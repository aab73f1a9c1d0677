//! Top-K-plus-"Other" stacked series, raw or normalized to 100%.
//!
//! Each period ranks its own categories. The layer key list is the union of
//! every period's top K, ordered by total across periods (descending, ties in
//! first-encounter order) with [`OTHER`] always last, so a renderer can
//! assign colours and stacking order once for the whole window.

use crate::aggregate::{
    filter_by_period, filter_by_scope, group_and_sum, normalize_to_percentage, top_n,
};
use crate::models::SeriesPoint;
use co2_model::metric::Metric;
use co2_model::period::Period;
use co2_model::record::Record;
use co2_model::region::RegionScope;
use co2_utils::error::ParseError;
use indexmap::IndexMap;
use log::debug;
use serde::{Deserialize, Serialize};
use std::fmt;
use std::str::FromStr;

/// Bucket name for everything outside a period's top K.
pub const OTHER: &str = "Other";

#[derive(Debug, Clone, Copy, Default, PartialEq, Eq, Serialize, Deserialize)]
#[serde(rename_all = "kebab-case")]
pub enum StackMode {
    /// Absolute sums.
    #[default]
    Raw,
    /// Each row rescaled to sum to 100.
    Percentage,
}

impl fmt::Display for StackMode {
    fn fmt(&self, f: &mut fmt::Formatter<'_>) -> fmt::Result {
        f.write_str(match self {
            StackMode::Raw => "raw",
            StackMode::Percentage => "percentage",
        })
    }
}

impl FromStr for StackMode {
    type Err = ParseError;

    fn from_str(s: &str) -> Result<Self, Self::Err> {
        match s.trim().to_lowercase().as_str() {
            "raw" | "absolute" => Ok(StackMode::Raw),
            "percentage" | "percent" | "%" => Ok(StackMode::Percentage),
            _ => Err(ParseError::UnknownMode(s.to_string())),
        }
    }
}

/// Parameters for [`build_stacked_series`].
#[derive(Debug, Clone, PartialEq, Serialize, Deserialize)]
pub struct StackedParams {
    /// One output row per period, in this order.
    pub periods: Vec<Period>,
    pub scope: RegionScope,
    pub metric: Metric,
    pub top_k: usize,
    pub mode: StackMode,
}

/// Category values for one period.
#[derive(Debug, Clone, PartialEq, Serialize)]
pub struct StackedRow {
    pub period: Period,
    /// The period's top K (rank order), zero-padded from the layer keys up
    /// to K, then [`OTHER`].
    pub category_values: IndexMap<String, f64>,
}

impl StackedRow {
    pub fn total(&self) -> f64 {
        self.category_values.values().sum()
    }

    /// Value for `key`, 0 when the key is not in this row.
    pub fn value(&self, key: &str) -> f64 {
        self.category_values.get(key).copied().unwrap_or(0.0)
    }
}

/// Cumulative `[start, end]` offsets of one key across all rows.
#[derive(Debug, Clone, PartialEq, Serialize)]
pub struct Layer {
    pub key: String,
    pub segments: Vec<[f64; 2]>,
}

#[derive(Debug, Clone, PartialEq, Serialize)]
pub struct StackedSeries {
    /// Stacking order, shared by every row. [`OTHER`] is last.
    pub keys: Vec<String>,
    pub rows: Vec<StackedRow>,
    pub mode: StackMode,
}

impl StackedSeries {
    /// Stack rows in key order starting from 0. Keys missing from a row
    /// contribute a zero-height segment.
    pub fn layers(&self) -> Vec<Layer> {
        let mut layers: Vec<Layer> = self
            .keys
            .iter()
            .map(|key| Layer {
                key: key.clone(),
                segments: Vec::with_capacity(self.rows.len()),
            })
            .collect();
        for row in &self.rows {
            let mut running = 0.0;
            for layer in layers.iter_mut() {
                let end = running + row.value(&layer.key);
                layer.segments.push([running, end]);
                running = end;
            }
        }
        layers
    }

    /// Largest row total, for sizing the value axis.
    pub fn max_total(&self) -> f64 {
        self.rows.iter().map(StackedRow::total).fold(0.0, f64::max)
    }
}

/// One period's ranking before padding and normalization.
struct RankedPeriod {
    period: Period,
    top: Vec<SeriesPoint>,
    other: f64,
}

fn rank_period(records: &[&Record], period: Period, metric: Metric, top_k: usize) -> RankedPeriod {
    let in_period = filter_by_period(records.iter().copied(), period);
    let groups = group_and_sum(in_period, |r| Some(r.entity.as_str()), |r| r.metric(metric));
    let mut top = Vec::with_capacity(top_k);
    let mut other = 0.0;
    for point in top_n(&groups, groups.len()) {
        // an entity literally named "Other" merges into the bucket
        if top.len() < top_k && point.label != OTHER {
            top.push(point);
        } else {
            other += point.value;
        }
    }
    RankedPeriod { period, top, other }
}

/// Build one top-K-plus-Other row per period.
pub fn build_stacked_series(records: &[Record], params: &StackedParams) -> StackedSeries {
    let scoped = filter_by_scope(records, &params.scope);
    let ranked: Vec<RankedPeriod> = params
        .periods
        .iter()
        .map(|period| rank_period(&scoped, *period, params.metric, params.top_k))
        .collect();

    let mut totals: IndexMap<&str, f64> = IndexMap::new();
    for period in &ranked {
        for point in &period.top {
            *totals.entry(point.label.as_str()).or_insert(0.0) += point.value;
        }
    }
    let mut ordered: Vec<(&str, f64)> = totals.into_iter().collect();
    ordered.sort_by(|a, b| b.1.total_cmp(&a.1));
    let mut keys: Vec<String> = ordered.into_iter().map(|(k, _)| k.to_string()).collect();
    if !ranked.is_empty() {
        keys.push(OTHER.to_string());
    }

    let rows: Vec<StackedRow> = ranked
        .iter()
        .map(|period| {
            let mut category_values: IndexMap<String, f64> = period
                .top
                .iter()
                .map(|p| (p.label.clone(), p.value))
                .collect();
            for key in keys.iter().filter(|k| k.as_str() != OTHER) {
                if category_values.len() >= params.top_k {
                    break;
                }
                category_values.entry(key.clone()).or_insert(0.0);
            }
            category_values.insert(OTHER.to_string(), period.other);
            if params.mode == StackMode::Percentage {
                let raw: Vec<f64> = category_values.values().copied().collect();
                let shares = normalize_to_percentage(&raw);
                for (value, share) in category_values.values_mut().zip(shares) {
                    *value = share;
                }
            }
            StackedRow {
                period: period.period,
                category_values,
            }
        })
        .collect();

    debug!(
        "build_stacked_series: {} rows, {} layer keys ({} mode)",
        rows.len(),
        keys.len(),
        params.mode
    );
    StackedSeries {
        keys,
        rows,
        mode: params.mode,
    }
}
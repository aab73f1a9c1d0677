//! Two metrics side by side for the top-ranked entities (heatmap rows).

use crate::aggregate::{filter_by_period, filter_by_scope, group_and_sum, top_n};
use crate::models::PairedPoint;
use co2_model::metric::Metric;
use co2_model::period::Period;
use co2_model::record::Record;
use co2_model::region::RegionScope;
use log::debug;
use serde::{Deserialize, Serialize};

#[derive(Debug, Clone, PartialEq, Serialize, Deserialize)]
pub struct PairedParams {
    pub period: Period,
    #[serde(default)]
    pub scope: RegionScope,
    /// Orders the rows; usually the same as `first`.
    pub rank_metric: Metric,
    pub first: Metric,
    pub second: Metric,
    pub n: usize,
}

/// Top `params.n` entities by `rank_metric`, each with its summed `first`
/// and `second` metrics over the period.
pub fn paired_series(records: &[Record], params: &PairedParams) -> Vec<PairedPoint> {
    let scoped = filter_by_scope(filter_by_period(records, params.period), &params.scope);
    let rank_metric = params.rank_metric;
    let ranked = top_n(
        &group_and_sum(
            scoped.iter().copied(),
            |r| Some(r.entity.as_str()),
            |r| r.metric(rank_metric),
        ),
        params.n,
    );
    let (first, second) = (params.first, params.second);
    let firsts = group_and_sum(
        scoped.iter().copied(),
        |r| Some(r.entity.as_str()),
        |r| r.metric(first),
    );
    let seconds = group_and_sum(
        scoped.iter().copied(),
        |r| Some(r.entity.as_str()),
        |r| r.metric(second),
    );

    let rows: Vec<PairedPoint> = ranked
        .into_iter()
        .map(|point| PairedPoint {
            first: firsts.get(&point.label).unwrap_or_default(),
            second: seconds.get(&point.label).unwrap_or_default(),
            label: point.label,
        })
        .collect();
    debug!(
        "paired_series: {} rows ranked by {} ({} vs {})",
        rows.len(),
        rank_metric,
        first,
        second
    );
    rows
}
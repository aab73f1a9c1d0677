//! Ridgeline rows: one density curve per named sample, all on a shared grid.

use crate::grid::{linspace, nice_ticks};
use crate::kde::{kde, peak, DensityCurve, Epanechnikov, KdeError};
use co2_model::climate::ClimateTable;
use log::debug;
use serde::{Deserialize, Serialize};

/// How the shared evaluation grid is laid out over the combined extent.
#[derive(Debug, Clone, Copy, Default, PartialEq, Eq, Serialize, Deserialize)]
#[serde(rename_all = "kebab-case")]
pub enum GridStyle {
    /// Round-numbered ticks, roughly `tick_count` of them.
    #[default]
    NiceTicks,
    /// Exactly `tick_count` evenly spaced points from min to max.
    Even,
}

#[derive(Debug, Clone, Copy, PartialEq, Serialize, Deserialize)]
pub struct RidgelineParams {
    pub bandwidth: f64,
    pub tick_count: usize,
    #[serde(default)]
    pub grid: GridStyle,
}

/// Named samples drawn together on one ridgeline row.
#[derive(Debug, Clone, PartialEq)]
pub struct SampleGroup {
    pub label: String,
    pub series: Vec<(String, Vec<f64>)>,
}

impl SampleGroup {
    pub fn new(label: impl Into<String>) -> Self {
        SampleGroup {
            label: label.into(),
            series: Vec::new(),
        }
    }

    pub fn with_series(mut self, name: impl Into<String>, sample: Vec<f64>) -> Self {
        self.series.push((name.into(), sample));
        self
    }
}

#[derive(Debug, Clone, PartialEq, Serialize)]
pub struct NamedCurve {
    pub name: String,
    pub points: DensityCurve,
}

#[derive(Debug, Clone, PartialEq, Serialize)]
pub struct RidgelineRow {
    pub label: String,
    pub curves: Vec<NamedCurve>,
    /// Highest density across this row's curves; scales the row height.
    pub peak: f64,
}

#[derive(Debug, Clone, Default, PartialEq, Serialize)]
pub struct Ridgeline {
    pub grid: Vec<f64>,
    /// Min and max over every finite observation, `None` when there are none.
    pub extent: Option<(f64, f64)>,
    pub rows: Vec<RidgelineRow>,
}

impl Ridgeline {
    /// Highest peak over all rows.
    pub fn max_peak(&self) -> f64 {
        self.rows.iter().map(|row| row.peak).fold(0.0, f64::max)
    }
}

fn combined_extent(groups: &[SampleGroup]) -> Option<(f64, f64)> {
    groups
        .iter()
        .flat_map(|group| group.series.iter())
        .flat_map(|(_, sample)| sample.iter().copied())
        .filter(|v| v.is_finite())
        .fold(None, |acc, v| match acc {
            None => Some((v, v)),
            Some((lo, hi)) => Some((lo.min(v), hi.max(v))),
        })
}

/// Estimate every series of every group against one grid spanning the
/// combined extent, so rows stay comparable on a single x axis.
///
/// With no finite observations at all the grid is empty and every curve has
/// no points.
pub fn build_ridgeline(groups: &[SampleGroup], params: &RidgelineParams) -> Result<Ridgeline, KdeError> {
    let kernel = Epanechnikov::new(params.bandwidth)?;
    let extent = combined_extent(groups);
    let grid = match (extent, params.grid) {
        (None, _) => Vec::new(),
        (Some((lo, hi)), GridStyle::NiceTicks) => nice_ticks(lo, hi, params.tick_count),
        (Some((lo, hi)), GridStyle::Even) => linspace(lo, hi, params.tick_count),
    };
    let estimator = kde(kernel, grid);

    let rows: Vec<RidgelineRow> = groups
        .iter()
        .map(|group| {
            let curves: Vec<NamedCurve> = group
                .series
                .iter()
                .map(|(name, sample)| NamedCurve {
                    name: name.clone(),
                    points: estimator.estimate(sample),
                })
                .collect();
            let peak = curves.iter().map(|c| peak(&c.points)).fold(0.0, f64::max);
            RidgelineRow {
                label: group.label.clone(),
                curves,
                peak,
            }
        })
        .collect();

    debug!(
        "build_ridgeline: {} rows over {} grid points",
        rows.len(),
        estimator.eval_points().len()
    );
    Ok(Ridgeline {
        grid: estimator.eval_points().to_vec(),
        extent,
        rows,
    })
}

/// One group per year for `state`, ascending, each with `min` and `max`
/// monthly samples. Empty for an unknown state.
pub fn climate_sample_groups(table: &ClimateTable, state: &str) -> Vec<SampleGroup> {
    table
        .years(state)
        .into_iter()
        .filter_map(|year| {
            let monthly = table.monthly(state, year)?;
            Some(
                SampleGroup::new(year.to_string())
                    .with_series("min", monthly.min.clone())
                    .with_series("max", monthly.max.clone()),
            )
        })
        .collect()
}
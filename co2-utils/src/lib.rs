//! Shared utility functions for the CO2 chart crates.

/// Lenient numeric helpers.
///
/// Dataset cells are free-form text; anything that is not a finite number
/// is treated as missing, and missing values read as 0 in sums.
pub mod numbers {
    /// Parse a metric cell. Blank, `null`, `n/a` and non-finite values yield `None`.
    pub fn parse_metric(ess: &str) -> Option<f64> {
        let ess_lowered = ess.trim().to_lowercase();
        match ess_lowered.as_str() {
            "" | "null" | "n/a" | "na" | "nan" => None,
            s => s.parse::<f64>().ok().filter(|v| v.is_finite()),
        }
    }

    /// Parse a year cell into an integer year.
    ///
    /// Accepts `"2000"`, `" 2000 "` and `"2000.0"`; anything with a
    /// fractional part is rejected.
    pub fn parse_year(ess: &str) -> Option<i32> {
        let trimmed = ess.trim();
        if let Ok(year) = trimmed.parse::<i32>() {
            return Some(year);
        }
        let float = trimmed.parse::<f64>().ok()?;
        if float.fract() == 0.0 && float.abs() <= i32::MAX as f64 {
            Some(float as i32)
        } else {
            None
        }
    }

    /// Collapse an optional reading into a summable value.
    pub fn coerce(value: Option<f64>) -> f64 {
        match value {
            Some(v) if v.is_finite() => v,
            _ => 0.0,
        }
    }

    /// `part / total * 100`, or 0 when the total is 0.
    pub fn percentage(part: f64, total: f64) -> f64 {
        if total == 0.0 {
            0.0
        } else {
            part / total * 100.0
        }
    }

    pub fn approx_eq(a: f64, b: f64, epsilon: f64) -> bool {
        (a - b).abs() <= epsilon
    }

}

/// Error types
pub mod error {
    use thiserror::Error;

    /// Failure to turn a user-supplied string into a typed parameter.
    #[derive(Error, Debug, Clone, PartialEq, Eq)]
    pub enum ParseError {
        #[error("invalid year: {0:?}")]
        InvalidYear(String),

        #[error("decade start must be a multiple of 10, got {0}")]
        InvalidDecade(i32),

        #[error("year must have four digits, got {0}")]
        YearOutOfRange(i32),

        #[error("unknown metric: {0:?}")]
        UnknownMetric(String),

        #[error("unknown stack mode: {0:?} (expected raw or percentage)")]
        UnknownMode(String),

        #[error("unknown group key: {0:?} (expected entity, code or region)")]
        UnknownGroupKey(String),
    }
}
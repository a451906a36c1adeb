use serde::{Deserialize, Serialize};
use std::fmt;
use std::marker::PhantomData;

#[derive(PartialEq, Eq, PartialOrd, Ord, Clone, Hash, Serialize, Deserialize)]
#[serde(transparent)]
pub struct Id<T> {
    pub id: String,
    #[serde(skip)]
    _marker: PhantomData<T>,
}

impl<T> Id<T> {
    pub fn new(id: impl Into<String>) -> Self {
        Id { id: id.into(), _marker: PhantomData }
    }

    pub fn as_str(&self) -> &str {
        &self.id
    }
}

impl<T> fmt::Display for Id<T> {
    fn fmt(&self, f: &mut fmt::Formatter<'_>) -> fmt::Result {
        write!(f, "{}", self.id)
    }
}

impl<T> From<Id<T>> for String {
    fn from(id_wrapper: Id<T>) -> Self {
        // We can consume the Id<T> and extract the inner String
        id_wrapper.id
    }
}

impl<T> fmt::Debug for Id<T> {
    fn fmt(&self, f: &mut fmt::Formatter<'_>) -> fmt::Result {
        let full_name = std::any::type_name::<T>();
        let clean_name = full_name.split("::").last().unwrap_or(full_name);
        let display_name = clean_name.replace("Tag", "Id");

        write!(f, "{}: {:?}", display_name, self.id)
    }
}

#[derive(Debug, PartialEq, Eq, PartialOrd, Ord, Clone, Hash, Copy)]
pub struct ModelTag;
#[derive(Debug, PartialEq, Eq, PartialOrd, Ord, Clone, Hash, Copy)]
pub struct JobTypeTag;
#[derive(Debug, PartialEq, Eq, PartialOrd, Ord, Clone, Hash, Copy)]
pub struct InstanceTag;
#[derive(Debug, PartialEq, Eq, PartialOrd, Ord, Clone, Hash, Copy)]
pub struct JobTag;

pub type ModelId = Id<ModelTag>;
pub type JobTypeId = Id<JobTypeTag>;
pub type InstanceId = Id<InstanceTag>;
pub type JobId = Id<JobTag>;
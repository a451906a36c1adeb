use std::sync::{Arc, RwLock};

/// Source of the epoch-millisecond timestamps all window arithmetic is
/// based on. Production code injects [`SystemClock`]; tests drive a
/// [`ManualClock`] by hand so minute/day boundaries are deterministic.
pub trait Clock: std::fmt::Debug + Send + Sync {
    fn now_ms(&self) -> i64;
}

pub type SharedClock = Arc<dyn Clock>;

#[derive(Debug, Clone)]
pub struct SystemClock;

impl SystemClock {
    pub fn shared() -> SharedClock {
        Arc::new(SystemClock)
    }
}

impl Clock for SystemClock {
    fn now_ms(&self) -> i64 {
        chrono::Utc::now().timestamp_millis()
    }
}

/// Manually advanced clock, shared between the test body and the code
/// under test.
#[derive(Debug, Clone)]
pub struct ManualClock {
    time: Arc<RwLock<i64>>,
}

impl ManualClock {
    pub fn new(start_ms: i64) -> ManualClock {
        ManualClock { time: Arc::new(RwLock::new(start_ms)) }
    }

    pub fn advance(&self, delta_ms: i64) {
        let mut guard = self.time.write().unwrap();
        *guard += delta_ms;
    }

    pub fn set(&self, now_ms: i64) {
        let mut guard = self.time.write().unwrap();
        *guard = now_ms;
    }
}

impl Clock for ManualClock {
    fn now_ms(&self) -> i64 {
        *self.time.read().unwrap()
    }
}
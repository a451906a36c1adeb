use thiserror::Error;

use crate::domain::util::id::JobId;

#[derive(Debug, Error)]
pub enum Error {
    #[error("File not found or could not be read: {0}")]
    IoError(#[from] std::io::Error),

    #[error("Failed to parse limiter configuration JSON: {0}")]
    DeserializationError(#[from] serde_json::Error),

    #[error("Invalid limiter configuration: {0}")]
    Configuration(String),

    #[error("Job {job_id:?} was rejected by every model in the escalation order")]
    AllModelsRejected { job_id: JobId },

    #[error("Job {job_id:?} failed: {reason}")]
    JobFailed { job_id: JobId, reason: String },

    #[error("Distributed backend error: {0}")]
    Backend(String),

    #[error("Rate limiter was stopped before the job could be admitted")]
    Stopped,
}

impl From<redis::RedisError> for Error {
    fn from(e: redis::RedisError) -> Self {
        Error::Backend(e.to_string())
    }
}

pub type Result<T> = std::result::Result<T, Error>;
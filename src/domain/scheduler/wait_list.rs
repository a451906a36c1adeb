use std::collections::{HashMap, VecDeque};
use std::sync::Mutex;

use tokio::sync::oneshot;

use crate::domain::util::id::ModelId;

/// Why a parked job was woken.
#[derive(Debug, Clone, Copy, PartialEq, Eq)]
pub enum WakeReason {
    /// Capacity on the model may have come back.
    Capacity,
    /// The limiter is shutting down.
    Stopped,
}

#[derive(Debug)]
struct WaitEntry {
    id: u64,
    tx: oneshot::Sender<WakeReason>,
}

/// Single-shot ticket returned by [`ModelWaitList::register`]. Await the
/// receiver; drop the ticket (or let the timeout win) and the entry is
/// removed from the list on the next sweep.
#[derive(Debug)]
pub struct WaitTicket {
    pub id: u64,
    pub rx: oneshot::Receiver<WakeReason>,
}

/// Per-model FIFO of jobs parked in `waiting-on-model`.
///
/// Availability changes, distributed reallocations and local
/// commits/refunds all funnel through [`wake`](ModelWaitList::wake);
/// each waiter is woken at most once and re-registers if it has to keep
/// waiting.
#[derive(Debug, Default)]
pub struct ModelWaitList {
    state: Mutex<WaitState>,
}

#[derive(Debug, Default)]
struct WaitState {
    next_id: u64,
    queues: HashMap<ModelId, VecDeque<WaitEntry>>,
    closed: bool,
}

impl ModelWaitList {
    pub fn new() -> ModelWaitList {
        ModelWaitList::default()
    }

    pub fn register(&self, model_id: &ModelId) -> WaitTicket {
        let (tx, rx) = oneshot::channel();
        let mut state = self.state.lock().unwrap();
        let id = state.next_id;
        state.next_id += 1;

        if state.closed {
            // tx dropped: the ticket resolves to a closed channel and the
            // caller maps that to shutdown.
            drop(tx);
        } else {
            state.queues.entry(model_id.clone()).or_default().push_back(WaitEntry { id, tx });
        }
        WaitTicket { id, rx }
    }

    /// Removes a ticket that timed out, so no stale waker reference
    /// lingers on the model.
    pub fn remove(&self, model_id: &ModelId, ticket_id: u64) {
        let mut state = self.state.lock().unwrap();
        if let Some(queue) = state.queues.get_mut(model_id) {
            queue.retain(|entry| entry.id != ticket_id);
        }
    }

    /// Wakes up to `limit` waiters on the model, oldest first. Returns how
    /// many were actually woken.
    pub fn wake(&self, model_id: &ModelId, limit: usize) -> usize {
        let mut state = self.state.lock().unwrap();
        let Some(queue) = state.queues.get_mut(model_id) else {
            return 0;
        };

        let mut woken = 0;
        while woken < limit {
            let Some(entry) = queue.pop_front() else {
                break;
            };
            // A send failure means the waiter already gave up; skip it
            // without counting.
            if entry.tx.send(WakeReason::Capacity).is_ok() {
                woken += 1;
            }
        }
        woken
    }

    pub fn wake_all(&self, model_id: &ModelId) -> usize {
        self.wake(model_id, usize::MAX)
    }

    pub fn waiting(&self, model_id: &ModelId) -> usize {
        let state = self.state.lock().unwrap();
        state.queues.get(model_id).map(VecDeque::len).unwrap_or(0)
    }

    /// Rejects every parked job and refuses new registrations.
    pub fn close(&self) {
        let mut state = self.state.lock().unwrap();
        state.closed = true;
        for (_, queue) in state.queues.drain() {
            for entry in queue {
                let _ = entry.tx.send(WakeReason::Stopped);
            }
        }
    }
}

#[cfg(test)]
mod tests {
    use super::*;

    #[tokio::test]
    async fn wake_serves_oldest_first() {
        let list = ModelWaitList::new();
        let model = ModelId::new("gpt");

        let first = list.register(&model);
        let second = list.register(&model);
        assert_eq!(list.waiting(&model), 2);

        assert_eq!(list.wake(&model, 1), 1);
        assert_eq!(first.rx.await.unwrap(), WakeReason::Capacity);
        assert_eq!(list.waiting(&model), 1);

        assert_eq!(list.wake_all(&model), 1);
        assert_eq!(second.rx.await.unwrap(), WakeReason::Capacity);
    }

    #[tokio::test]
    async fn removed_tickets_are_not_woken() {
        let list = ModelWaitList::new();
        let model = ModelId::new("gpt");

        let ticket = list.register(&model);
        list.remove(&model, ticket.id);
        assert_eq!(list.wake_all(&model), 0);
    }

    #[tokio::test]
    async fn close_signals_shutdown() {
        let list = ModelWaitList::new();
        let model = ModelId::new("gpt");
        let ticket = list.register(&model);
        list.close();
        assert_eq!(ticket.rx.await.unwrap(), WakeReason::Stopped);

        // New registrations resolve as closed channels.
        let late = list.register(&model);
        assert!(late.rx.await.is_err());
    }

    #[tokio::test]
    async fn abandoned_waiters_do_not_count_as_woken() {
        let list = ModelWaitList::new();
        let model = ModelId::new("gpt");

        let gone = list.register(&model);
        drop(gone.rx);
        let alive = list.register(&model);

        assert_eq!(list.wake(&model, 1), 1);
        assert_eq!(alive.rx.await.unwrap(), WakeReason::Capacity);
    }
}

++++++++++

What to work on: Give the count of lines in the data shown above that contain "ModelTag", and nothing else.

Written answer: 2